April 19, 2010 | International biopharmaceutical firm Cephalon, Inc. has transferred its U.S.-based data management staff to BioClinica, Inc. as part of a multi-year outsourcing deal with the electronic data capture (EDC) provider. The unprecedented move gives BioClinica the lion’s share of Cephalon’s data management work as well as an enriched human resource pool deployable to other projects and customers, says BioClinica President and CEO Mark Weinstein. The deal also makes BioClinica’s web-based ExpressTM the default EDC system for Cephalon-sponsored clinical trials.
 
Specific tasks being outsourced to BioClinica include data management planning, clinical study set-up for EDC, medical coding, adverse event reconciliation, clinical data management, and training of clinical sites and investigators.

BioClinica (formerly Bio-Imaging Technologies) acquired EDC capabilities with its March 2008 acquisition of Phoenix Data Systems, with whom Cephalon began working five years earlier. Data management services have increasingly been coupled with ExpressTM per the preference of sponsor firms, says Peter Benton, president of BioClinica’s eClinical Services Division. The company currently provides some level of data management for more than half of its EDC clients. Their other alternatives are to outsource the work to a full-service clinical research organization (CRO), “staff above expectations” internally, or work overtime to deal with periodic but inevitable data surges.

“Certainly no one knows EDC and our ExpressTM platform better than BioClinica’s data management team,” says Benton. “They work with [ExpressTM] all day long and know all they can about what can go wrong and right with the design of a clinical study. There is little they’ve not seen.”

For Cephalon’s data management team, the transition to BioClinica was seamless. The same people are doing the same work on the same studies, just in a different location, and they’re “excited” by the prospect of working on projects beyond Cephalon, says Weinstein.

BioClinica will essentially be an “extension” of Cephalon’s standardized drug development process and work with other functional service providers to optimize operational efficiencies, says Benton. “Cephalon is one of the companies that ‘gets’ it and has embraced a better way of running clinical trials.”

More data management deals, with or without the employee transfer feature, might be on the horizon for BioClinica. “Many of the key decision makers at small- and mid-size pharma companies formerly worked for larger firms that owned and managed non-core services like data management and the associated IT infrastructure,” says Weinstein. “They know that’s what they don’t want.” In fact, most would prefer to be “virtual” and only contract for the work as needed.
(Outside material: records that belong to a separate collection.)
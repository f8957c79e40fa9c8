// SPDX-FileCopyrightText: © 2023 Tenstorrent Inc.
// SPDX-License-Identifier: Apache-2.0

const TENSTORRENT_IOCTL_MAGIC: usize = 0xFA;

use nix::request_code_none;

#[derive(Debug)]
#[repr(C)]
pub struct GetDeviceInfoIn {
    pub output_size_bytes: u32,
}

impl Default for GetDeviceInfoIn {
    fn default() -> Self {
        Self {
            output_size_bytes: std::mem::size_of::<GetDeviceInfoOut>() as u32,
        }
    }
}

#[derive(Default, Debug)]
#[repr(C)]
pub struct GetDeviceInfoOut {
    pub output_size_bytes: u32,
    pub vendor_id: u16,
    pub device_id: u16,
    pub subsystem_vendor_id: u16,
    pub subsystem_id: u16,
    pub bus_dev_fn: u16,            // [0:2] function, [3:7] device, [8:15] bus
    pub max_dma_buf_size_log2: u16, // Since 1.0
    pub pci_domain: u16,            // Since 1.23
}

#[derive(Default, Debug)]
#[repr(C)]
pub struct GetDeviceInfo {
    pub input: GetDeviceInfoIn,
    pub output: GetDeviceInfoOut,
}

nix::ioctl_readwrite_bad!(
    get_device_info,
    request_code_none!(TENSTORRENT_IOCTL_MAGIC, 0),
    GetDeviceInfo
);

#[derive(Debug, Default, Clone, Copy)]
#[repr(C)]
pub struct Mapping {
    pub mapping_id: u32,
    _reserved: u32,
    pub mapping_base: u64,
    pub mapping_size: u64,
}

#[derive(Debug, Default)]
#[repr(C)]
pub struct QueryMappingsIn {
    pub output_mapping_count: u32,
    _reserved: u32,
}

#[derive(Debug)]
#[repr(C)]
pub struct QueryMappingsOut<const N: usize> {
    pub mappings: [Mapping; N],
}

impl<const N: usize> Default for QueryMappingsOut<N> {
    fn default() -> Self {
        Self {
            mappings: [Mapping::default(); N],
        }
    }
}

#[derive(Debug)]
#[repr(C)]
pub struct QueryMappings<const N: usize> {
    pub input: QueryMappingsIn,
    pub output: QueryMappingsOut<N>,
}

impl<const N: usize> Default for QueryMappings<N> {
    fn default() -> Self {
        Self {
            input: QueryMappingsIn {
                output_mapping_count: N as u32,
                ..Default::default()
            },
            output: QueryMappingsOut::<N>::default(),
        }
    }
}

/// # Safety
///
/// You must make sure that data is a valid pointer and that the file descriptor is valid
pub unsafe fn query_mappings<const N: usize>(
    fd: nix::libc::c_int,
    data: *mut QueryMappings<N>,
) -> nix::Result<nix::libc::c_int> {
    nix::convert_ioctl_res!(nix::libc::ioctl(
        fd,
        request_code_none!(TENSTORRENT_IOCTL_MAGIC, 2) as nix::sys::ioctl::ioctl_num_type,
        data
    ))
}

#[repr(u32)]
#[derive(Debug, Clone, Copy, PartialEq, Eq)]
pub enum MappingId {
    Unused = 0,
    Resource0Uc = 1,
    Resource0Wc = 2,
    Resource1Uc = 3,
    Resource1Wc = 4,
    Resource2Uc = 5,
    Resource2Wc = 6,
}

impl MappingId {
    pub fn from_u32(value: u32) -> Option<MappingId> {
        match value {
            0 => Some(MappingId::Unused),
            1 => Some(MappingId::Resource0Uc),
            2 => Some(MappingId::Resource0Wc),
            3 => Some(MappingId::Resource1Uc),
            4 => Some(MappingId::Resource1Wc),
            5 => Some(MappingId::Resource2Uc),
            6 => Some(MappingId::Resource2Wc),
            _ => None,
        }
    }

    pub fn as_u32(&self) -> u32 {
        *self as u32
    }
}

#[cfg(test)]
mod tests {
    use super::*;

    #[test]
    fn ioctl_struct_layout() {
        // The driver checks output_size_bytes against its own struct size.
        assert_eq!(std::mem::size_of::<GetDeviceInfoOut>(), 20);
        assert_eq!(std::mem::size_of::<Mapping>(), 24);
        assert_eq!(
            QueryMappings::<8>::default().input.output_mapping_count,
            8
        );
    }

    #[test]
    fn mapping_id_decode() {
        assert_eq!(MappingId::from_u32(5), Some(MappingId::Resource2Uc));
        assert_eq!(MappingId::Resource0Uc.as_u32(), 1);
        assert_eq!(MappingId::from_u32(77), None);
    }
}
The “full service” strategy is a differentiator for BioClinica, as both the smaller and the larger EDC players are generally technology-only vendors. CROs are the traditional purveyors of data management services, but sponsors are forced to switch platforms every time they switch CRO partners, says Benton. “Can you imagine switching your finance system every time you outsourced another trial? The benefit of using BioClinica is…[that sponsors] can run their trials their way, the same way, every time. That’s the secret to running an effective development organization.”

Sponsors want to standardize to a single clinical business process and platform, even if they use different CRO partners, continues Benton. To do otherwise breeds inefficiency and can significantly, but unnecessarily, increase study start-up times. “If you keep changing [technologies and processes] trial to trial and compound to compound, you have to keep re-learning the same things over and over.”